[[ AVAILABLE DATA open ]]

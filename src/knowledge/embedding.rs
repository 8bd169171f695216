use std::time::Duration;

use async_trait::async_trait;
use reqwest::Client;
use tracing::debug;

use crate::config::{ModelConfig, RequestConfig};
use crate::error::{KnowledgeError, KnowledgeResult};
use crate::provider::{EmbeddingRequest, EmbeddingResponse};

/// Maps text to a fixed-length vector.
#[cfg_attr(test, mockall::automock)]
#[async_trait]
pub trait Embedder: Send + Sync {
    /// Embed a single text.
    async fn embed(&self, text: &str) -> KnowledgeResult<Vec<f32>>;

    /// Length of every vector this embedder returns.
    fn dimension(&self) -> usize;
}

/// Cosine similarity between two vectors; zero for mismatched or zero-length input.
pub fn cosine_similarity(a: &[f32], b: &[f32]) -> f32 {
    if a.len() != b.len() || a.is_empty() {
        return 0.0;
    }

    let mut dot = 0.0f32;
    let mut norm_a = 0.0f32;
    let mut norm_b = 0.0f32;
    for (x, y) in a.iter().zip(b) {
        dot += x * y;
        norm_a += x * x;
        norm_b += y * y;
    }

    if norm_a == 0.0 || norm_b == 0.0 {
        return 0.0;
    }
    dot / (norm_a.sqrt() * norm_b.sqrt())
}

// ============================================================================
// Local hashing embedder
// ============================================================================

/// Deterministic feature-hashing embedder.
///
/// Lowercased word unigrams and bigrams are hashed into `dimension` signed
/// buckets and the result is L2-normalized. Needs no network and gives stable
/// vectors across runs, which makes it the default for local use and tests.
#[derive(Debug, Clone)]
pub struct HashingEmbedder {
    dimension: usize,
}

impl HashingEmbedder {
    /// Create an embedder producing vectors of `dimension` floats
    pub fn new(dimension: usize) -> Self {
        Self {
            dimension: dimension.max(1),
        }
    }

    fn embed_sync(&self, text: &str) -> Vec<f32> {
        let tokens: Vec<String> = text
            .split(|c: char| !c.is_alphanumeric())
            .filter(|t| !t.is_empty())
            .map(str::to_lowercase)
            .collect();

        let mut vector = vec![0.0f32; self.dimension];
        let mut add = |feature: &str, weight: f32| {
            let hash = fnv1a(feature.as_bytes());
            let bucket = (hash % self.dimension as u64) as usize;
            let sign = if (hash >> 63) == 0 { 1.0 } else { -1.0 };
            vector[bucket] += sign * weight;
        };

        for token in &tokens {
            add(token, 1.0);
        }
        for pair in tokens.windows(2) {
            add(&format!("{} {}", pair[0], pair[1]), 0.5);
        }

        let norm = vector.iter().map(|v| v * v).sum::<f32>().sqrt();
        if norm > 0.0 {
            vector.iter_mut().for_each(|v| *v /= norm);
        }
        vector
    }
}

fn fnv1a(bytes: &[u8]) -> u64 {
    let mut hash: u64 = 0xcbf2_9ce4_8422_2325;
    for byte in bytes {
        hash ^= u64::from(*byte);
        hash = hash.wrapping_mul(0x0100_0000_01b3);
    }
    hash
}

#[async_trait]
impl Embedder for HashingEmbedder {
    async fn embed(&self, text: &str) -> KnowledgeResult<Vec<f32>> {
        Ok(self.embed_sync(text))
    }

    fn dimension(&self) -> usize {
        self.dimension
    }
}

// ============================================================================
// Remote embedder
// ============================================================================

/// Embedder backed by an OpenAI-compatible `/v1/embeddings` endpoint
#[derive(Clone)]
pub struct HttpEmbedder {
    client: Client,
    base_url: String,
    api_key: String,
    model: String,
    dimension: usize,
}

impl HttpEmbedder {
    /// Create a new remote embedder
    pub fn new(
        config: &ModelConfig,
        request_config: &RequestConfig,
        model: impl Into<String>,
        dimension: usize,
    ) -> KnowledgeResult<Self> {
        let client = Client::builder()
            .timeout(Duration::from_millis(request_config.timeout_ms))
            .build()
            .map_err(|e| KnowledgeError::Embedding {
                message: format!("Failed to build HTTP client: {}", e),
            })?;

        Ok(Self {
            client,
            base_url: config.base_url.trim_end_matches('/').to_string(),
            api_key: config.api_key.clone(),
            model: model.into(),
            dimension,
        })
    }
}

#[async_trait]
impl Embedder for HttpEmbedder {
    async fn embed(&self, text: &str) -> KnowledgeResult<Vec<f32>> {
        let url = format!("{}/v1/embeddings", self.base_url);
        debug!(model = %self.model, chars = text.len(), "Requesting embedding");

        let response = self
            .client
            .post(&url)
            .header("Authorization", format!("Bearer {}", self.api_key))
            .json(&EmbeddingRequest {
                model: self.model.clone(),
                input: text.to_string(),
            })
            .send()
            .await
            .map_err(|e| KnowledgeError::Embedding {
                message: e.to_string(),
            })?;

        let status = response.status();
        if !status.is_success() {
            let error_body = response.text().await.unwrap_or_default();
            return Err(KnowledgeError::Embedding {
                message: format!("{} - {}", status.as_u16(), error_body),
            });
        }

        let parsed: EmbeddingResponse =
            response
                .json()
                .await
                .map_err(|e| KnowledgeError::Embedding {
                    message: format!("Failed to parse embedding response: {}", e),
                })?;

        let vector = parsed
            .data
            .into_iter()
            .next()
            .map(|d| d.embedding)
            .ok_or_else(|| KnowledgeError::Embedding {
                message: "Embedding response contained no data".to_string(),
            })?;

        if vector.len() != self.dimension {
            return Err(KnowledgeError::DimensionMismatch {
                expected: self.dimension,
                actual: vector.len(),
            });
        }
        Ok(vector)
    }

    fn dimension(&self) -> usize {
        self.dimension
    }
}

[[ AVAILABLE DATA closed ]]

(TASK ITEM): Starting at the line above that holds "let hash = fnv1a(feature.as_bytes());" and ending at the line that holds "let norm = vector.iter().map(|v|", transcribe each line exactly and include no other lines.

(RESPONSE BELOW):
            let hash = fnv1a(feature.as_bytes());
            let bucket = (hash % self.dimension as u64) as usize;
            let sign = if (hash >> 63) == 0 { 1.0 } else { -1.0 };
            vector[bucket] += sign * weight;
        };

        for token in &tokens {
            add(token, 1.0);
        }
        for pair in tokens.windows(2) {
            add(&format!("{} {}", pair[0], pair[1]), 0.5);
        }

        let norm = vector.iter().map(|v| v * v).sum::<f32>().sqrt();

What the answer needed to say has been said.